Resilience & Adapting to the New Normal
How we can build self-resilience and adapt to life in the new normal
The current worldwide health situation is ambiguous, novel and unpredictable, and have forced the small things that make up our community to change. Since mid-March, we have been told to socially isolate from the family, friends and colleagues we were regularly in contact with. The economic disruptions that Sri Lanka is forced to go through at the moment have caused many individual-level disruptions. To top it off, the highly contagious nature of COVID-19 has conditioned us to be extremely fearful, anxious beings as life slowly returns to a sense of normalcy; and we set back into our old routines of work and education.
This sentiment is especially true of individuals who were deemed 'at high-risk' to develop and succumb to the more fatal symptoms of COVID-19; the elderly and those with chronic medical conditions such as high blood pressure, diabetes, heart problems and obesity.
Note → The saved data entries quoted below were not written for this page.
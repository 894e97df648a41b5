//! # zdeflate
//!
//! A streaming DEFLATE (RFC 1951) compressor with zlib framing (RFC 1950).
//!
//! Built as the write side of an image container's compressed data chunks:
//! raw scanline bytes go in, a zlib stream with its Adler-32 trailer comes
//! out. The CRC-32 used by the chunk writer around it is exposed as well.
//!
//! ## Features
//!
//! - **Hash-chained LZ77** with greedy (levels 1-4) and lazy (levels 5-9) parsing
//! - **Canonical Huffman codes**, length-limited, with stored/static/dynamic
//!   block selection
//! - **Streaming**: input and output buffers of any size, sync flush
//! - Optional SIMD checksums and match comparison via the `simd` feature
//!   (on by default, runtime-detected)
//!
//! ## Example
//!
//! ```rust
//! use std::io::Write;
//! use zdeflate::{DeflateOptions, ZlibEncoder};
//!
//! let rows: Vec<u8> = (0..4096).map(|i| (i % 16) as u8).collect();
//!
//! let mut encoder = ZlibEncoder::new(Vec::new(), DeflateOptions::default()).unwrap();
//! encoder.write_all(&rows).unwrap();
//! let stream = encoder.finish().unwrap();
//! assert!(stream.len() < rows.len());
//!
//! // One-shot helper
//! let same = zdeflate::compress_zlib(&rows, 6).unwrap();
//! assert_eq!(stream, same);
//! ```

#![cfg_attr(not(feature = "simd"), forbid(unsafe_code))]
#![warn(missing_docs)]

pub mod bits;
pub mod compress;
pub mod error;
pub mod simd;

pub use compress::{
    adler32, compress_zlib, crc32, crc32_update, deflate_raw, DeflateOptions, DeflateStrategy,
    Deflater, ZlibEncoder,
};
pub use error::{Error, Result};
While this holds true, this mostly applies to people whose medical conditions are not controlled properly. It is generally seen that even during normal surgery or a common flu, it is the 'uncontrolled' medical conditions that cause serious complications.
Sure, the new normal feels scary and unknown, but let us not forget that mankind has navigated through numerous 'new normals' in the past such as wars, famines, financial crises, the digital era, post 9/11, and even other pandemics such as Dengue. But over time we have always adapted to living with each of these new realities. This is not to belittle some of the woes certain industries are facing nor the many deaths that have occurred, but we are constantly learning and will certainly win over this problem too. After all, challenge drives innovation.
So how do we build self-resilience to not just survive but thrive amidst a global pandemic?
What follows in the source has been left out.